### Work item:
Which of the lines below include "spans"? Each one should be copied out.

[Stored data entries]
// Copyright (c) 2025 Felix Kahle.
//
// Permission is hereby granted, free of charge, to any person obtaining
// a copy of this software and associated documentation files (the
// "Software"), to deal in the Software without restriction, including
// without limitation the rights to use, copy, modify, merge, publish,
// distribute, sublicense, and/or sell copies of the Software, and to
// permit persons to whom the Software is furnished to do so, subject to
// the following conditions:
//
// The above copyright notice and this permission notice shall be
// included in all copies or substantial portions of the Software.
//
// THE SOFTWARE IS PROVIDED "AS IS", WITHOUT WARRANTY OF ANY KIND,
// EXPRESS OR IMPLIED, INCLUDING BUT NOT LIMITED TO THE WARRANTIES OF
// MERCHANTABILITY, FITNESS FOR A PARTICULAR PURPOSE AND
// NONINFRINGEMENT. IN NO EVENT SHALL THE AUTHORS OR COPYRIGHT HOLDERS BE
// LIABLE FOR ANY CLAIM, DAMAGES OR OTHER LIABILITY, WHETHER IN AN ACTION
// OF CONTRACT, TORT OR OTHERWISE, ARISING FROM, OUT OF OR IN CONNECTION
// WITH THE SOFTWARE OR THE USE OR OTHER DEALINGS IN THE SOFTWARE.

//! # Roster
//!
//! Immutable staff records for one scheduling run. Each member carries a
//! unique name, a specialty tag, and a set of vacation spans stored as
//! inclusive intervals on a day-ordinal axis so containment checks are
//! branch-free integer comparisons.
//!
//! A `Roster` is created once from input entries and never mutated; the
//! model builder and result extractor only read from it.

use crate::{index::StaffIndex, validate::ValidationError};
use chrono::{Datelike, NaiveDate};
use rota_core::math::interval::ClosedInterval;
use rustc_hash::FxHashMap;

/// Converts a date to its ordinal position on the proleptic Gregorian axis.
#[inline]
pub fn date_ordinal(date: NaiveDate) -> i64 {
    date.num_days_from_ce() as i64
}

/// One raw roster line as supplied by the caller: name, specialty, and
/// vacation spans as inclusive date pairs.
#[derive(Clone, Debug, PartialEq, Eq)]
pub struct RosterEntry {
    /// Unique staff name.
    pub name: String,
    /// Specialty tag used for the exclusivity rule.
    pub specialty: String,
    /// Inclusive vacation spans.
    pub vacations: Vec<(NaiveDate, NaiveDate)>,
}

impl RosterEntry {
    /// Creates an entry with no vacations.
    #[inline]
    pub fn new(name: impl Into<String>, specialty: impl Into<String>) -> Self {
        Self {
            name: name.into(),
            specialty: specialty.into(),
            vacations: Vec::new(),
        }
    }

    /// Adds an inclusive vacation span.
    #[inline]
    pub fn vacation(mut self, start: NaiveDate, end: NaiveDate) -> Self {
        self.vacations.push((start, end));
        self
    }
}

/// An immutable staff member record.
#[derive(Clone, Debug, PartialEq, Eq)]
pub struct StaffMember {
    name: String,
    specialty: String,
    vacations: Vec<ClosedInterval<i64>>,
}

impl StaffMember {
    /// Returns the unique name of this member.
    #[inline]
    pub fn name(&self) -> &str {
        &self.name
    }

    /// Returns the specialty tag of this member.
    #[inline]
    pub fn specialty(&self) -> &str {
        &self.specialty
    }

    /// Returns the vacation spans on the day-ordinal axis.
    #[inline]
    pub fn vacations(&self) -> &[ClosedInterval<i64>] {
        &self.vacations
    }

    /// Returns `true` if the member is on vacation on `date`.
    #[inline]
    pub fn is_unavailable_on(&self, date: NaiveDate) -> bool {
        let ordinal = date_ordinal(date);
        self.vacations.iter().any(|span| span.contains(ordinal))
    }
}

impl std::fmt::Display for StaffMember {
    fn fmt(&self, f: &mut std::fmt::Formatter<'_>) -> std::fmt::Result {
        write!(f, "{} ({})", self.name, self.specialty)
    }
}

/// The full staff roster for one scheduling run.
///
/// # Examples
///
/// ```rust
/// use rota_model::roster::{Roster, RosterEntry};
///
/// let roster = Roster::from_entries(&[
///     RosterEntry::new("Alice", "cardiology"),
///     RosterEntry::new("Bob", "neurology"),
/// ])
/// .unwrap();
///
/// assert_eq!(roster.num_staff(), 2);
/// assert_eq!(roster.index_of("Bob").map(|s| s.get()), Some(1));
/// ```
#[derive(Clone, Debug)]
pub struct Roster {
    staff: Vec<StaffMember>,
    by_name: FxHashMap<String, StaffIndex>,
}

impl Roster {
    /// Builds a roster from raw entries.
    ///
    /// Fails with [`ValidationError`] on an empty entry list, a duplicate
    /// name, or a vacation span whose end precedes its start. Input order is
    /// preserved; `StaffIndex` values follow it.
    pub fn from_entries(entries: &[RosterEntry]) -> Result<Self, ValidationError> {
        if entries.is_empty() {
            return Err(ValidationError::EmptyRoster);
        }

        let mut staff = Vec::with_capacity(entries.len());
        let mut by_name = FxHashMap::default();

        for (index, entry) in entries.iter().enumerate() {
            if by_name
                .insert(entry.name.clone(), StaffIndex::new(index))
                .is_some()
            {
                return Err(ValidationError::DuplicateStaff {
                    name: entry.name.clone(),
                });
            }

            let mut vacations = Vec::with_capacity(entry.vacations.len());
            for &(start, end) in &entry.vacations {
                let span = ClosedInterval::try_new(date_ordinal(start), date_ordinal(end))
                    .ok_or(ValidationError::InvertedVacation {
                        staff: entry.name.clone(),
                        start,
                        end,
                    })?;
                vacations.push(span);
            }

            staff.push(StaffMember {
                name: entry.name.clone(),
                specialty: entry.specialty.clone(),
                vacations,
            });
        }

        Ok(Self { staff, by_name })
    }

    /// Returns the number of staff members.
    #[inline]
    pub fn num_staff(&self) -> usize {
        self.staff.len()
    }

    /// Returns the member at the given index.
    ///
    /// # Panics
    ///
    /// Panics if `staff_index` is out of bounds.
    #[inline]
    pub fn member(&self, staff_index: StaffIndex) -> &StaffMember {
        &self.staff[staff_index.get()]
    }

    /// Returns all members in input order.
    #[inline]
    pub fn members(&self) -> &[StaffMember] {
        &self.staff
    }

    /// Looks up a member index by name.
    #[inline]
    pub fn index_of(&self, name: &str) -> Option<StaffIndex> {
        self.by_name.get(name).copied()
    }

    /// Groups staff indices by specialty, in first-seen specialty order.
    ///
    /// The deterministic grouping order keeps model construction, and
    /// therefore search, reproducible.
    pub fn specialty_groups(&self) -> Vec<(String, Vec<StaffIndex>)> {
        let mut groups: Vec<(String, Vec<StaffIndex>)> = Vec::new();
        let mut positions: FxHashMap<&str, usize> = FxHashMap::default();

        for (index, member) in self.staff.iter().enumerate() {
            let staff_index = StaffIndex::new(index);
            match positions.get(member.specialty()) {
                Some(&position) => groups[position].1.push(staff_index),
                None => {
                    positions.insert(member.specialty(), groups.len());
                    groups.push((member.specialty.clone(), vec![staff_index]));
                }
            }
        }

        groups
    }
}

### Reply to the exercise:
//! unique name, a specialty tag, and a set of vacation spans stored as
/// vacation spans as inclusive date pairs.
    /// Inclusive vacation spans.
    /// Returns the vacation spans on the day-ordinal axis.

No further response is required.